UCLA

The genetic origins of chemotherapy resistance are well established, however the role of the epigenome and post-transcriptional regulation in drug resistance is less well understood. To investigate mechanisms of drug resistance we performed a systematic genetic, epigenetic, transcriptomic and proteomic analysis of a mafosfamide sensitive and resistant murine lymphoma cell line, along with a series of resistant lines derived by drug dose escalation. Our data suggest that acquired resistance could not be explained by genetic alterations. By integrating our transcriptional profiles with transcription factor binding data we hypothesize that the resistance was associated with changes in the activity of the polycomb repressive complex (Prc2) as well as the transcription factor E2a. We verified that the resistant cells had distinct H3K27me3 and DNA methylation profiles, compared to the parental lines, and differentially expressed genes were enriched for targets of E2a.
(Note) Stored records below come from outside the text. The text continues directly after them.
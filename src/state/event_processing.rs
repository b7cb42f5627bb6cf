//! Event processing for the game world
//!
//! `Engine` owns the `GameState` together with the audit id counter and the
//! despawn queue. `handle_event` is the single entry point: it advances the
//! tick, routes the payload to exactly one handler and appends the handler's
//! audit entry. Handlers never fail; missing fields fall back to defaults and
//! unknown sessions or agents skip entity mutation.

use super::despawn::DespawnQueue;
use super::region::{file_name, path_to_region, EXTERNAL};
use super::unit::{
    extract_target, is_file_tool, is_web_tool, truncate, ActionType, MapPosition, Unit, UnitAction,
    UnitStatus, UnitType, READ_TOOLS, WRITE_TOOLS,
};
use super::{
    now_ms, GameEvent, GameEventType, GameState, Objective, ObjectiveStatus, Player,
    PlayerStatus, Repo,
};
use crate::event::{
    HookEvent, NotificationPayload, PermissionRequestPayload, PreCompactPayload,
    SessionEndPayload, SessionStartPayload, StopPayload, SubagentPayload, TaskCompletedPayload,
    ToolPayload, UserPromptPayload,
};
use serde_json::{json, Value};

/// What a handler produced, before it is stamped with id and tick
struct Outcome {
    event_type: GameEventType,
    player_id: String,
    unit_id: String,
    message: String,
    data: Value,
}

impl Outcome {
    fn new(event_type: GameEventType, player_id: &str, unit_id: &str, message: String) -> Self {
        Self {
            event_type,
            player_id: player_id.to_string(),
            unit_id: unit_id.to_string(),
            message,
            data: json!({}),
        }
    }

    fn with_data(mut self, data: Value) -> Self {
        self.data = data;
        self
    }
}

#[derive(Debug)]
pub struct Engine {
    pub state: GameState,
    next_event_id: u64,
    despawns: DespawnQueue,
}
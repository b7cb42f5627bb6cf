//! CLI argument parsing
//!
//! Uses clap for argument parsing with derive macros.

use clap::{CommandFactory, Parser, Subcommand};
use clap_complete::{generate, Shell};
use std::io;
use std::path::PathBuf;

/// Turn Claude Code sessions into a live real-time strategy map
#[derive(Parser, Debug)]
#[command(name = "cli-rts")]
#[command(author, version, about, long_about = None)]
#[command(propagate_version = true)]
pub struct Cli {
    #[command(subcommand)]
    pub command: Commands,

    /// Daemon port (default: from config file, else 4175)
    #[arg(short, long, env = "CLI_RTS_PORT", global = true)]
    pub port: Option<u16>,

    /// Log level (trace, debug, info, warn, error)
    #[arg(short, long, env = "RUST_LOG", default_value = "info", global = true)]
    pub log_level: String,

    /// Config file (default: <config dir>/cli-rts/config.toml)
    #[arg(long, env = "CLI_RTS_CONFIG", global = true)]
    pub config: Option<PathBuf>,
}

#[derive(Subcommand, Debug)]
pub enum Commands {
    /// Run the daemon that receives hook events and maintains the game state
    Start,

    /// Forward one hook event from stdin to the daemon
    ///
    /// Installed as a Claude Code hook by `init`. Always exits 0.
    Emit {
        /// Event slug (session-start, pre-tool, ...)
        event_type: String,
    },

    /// Install Claude Code hooks to a project
    Init {
        /// Project path (default: current directory)
        path: Option<PathBuf>,

        /// Remove previously installed cli-rts hooks before adding
        #[arg(long, default_value_t = false)]
        force: bool,
    },

    /// Generate shell completions
    Completions {
        /// Shell to generate completions for
        #[arg(value_enum)]
        shell: Shell,
    },
}

/// Generate shell completions and print to stdout
pub fn print_completions(shell: Shell) {
    let mut cmd = Cli::command();
    generate(shell, &mut cmd, "cli-rts", &mut io::stdout());
}

#[cfg(test)]
mod tests {
    use super::*;

    #[test]
    fn test_cli_is_well_formed() {
        Cli::command().debug_assert();
    }

    #[test]
    fn test_parse_emit() {
        let cli = Cli::try_parse_from(["cli-rts", "emit", "pre-tool", "--port", "5000"]).unwrap();
        assert_eq!(cli.port, Some(5000));
        match cli.command {
            Commands::Emit { event_type } => assert_eq!(event_type, "pre-tool"),
            other => panic!("unexpected command: {other:?}"),
        }
    }

    #[test]
    fn test_parse_init_force() {
        let cli = Cli::try_parse_from(["cli-rts", "init", "/tmp/project", "--force"]).unwrap();
        match cli.command {
            Commands::Init { path, force } => {
                assert_eq!(path, Some(PathBuf::from("/tmp/project")));
                assert!(force);
            }
            other => panic!("unexpected command: {other:?}"),
        }
    }

    #[test]
    fn test_subcommand_required() {
        assert!(Cli::try_parse_from(["cli-rts"]).is_err());
    }
}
In addition, the resistant lines appear to de-differentiate to a less mature state along the B cell maturation axis. Overall, we propose that resistant lines are transformed by an E2a and Pcr2 driven cellular program that leads to a less mature B cell state in which the apoptotic cascade induced by mafosfamide treatment is attenuated. Furthermore, combined transcriptomic and proteomic data analysis elucidated mechanisms of resistance involving the ubiquitination activating enzyme Uba1 which were not revealed by analysis of either transcriptomic or proteomic data alone.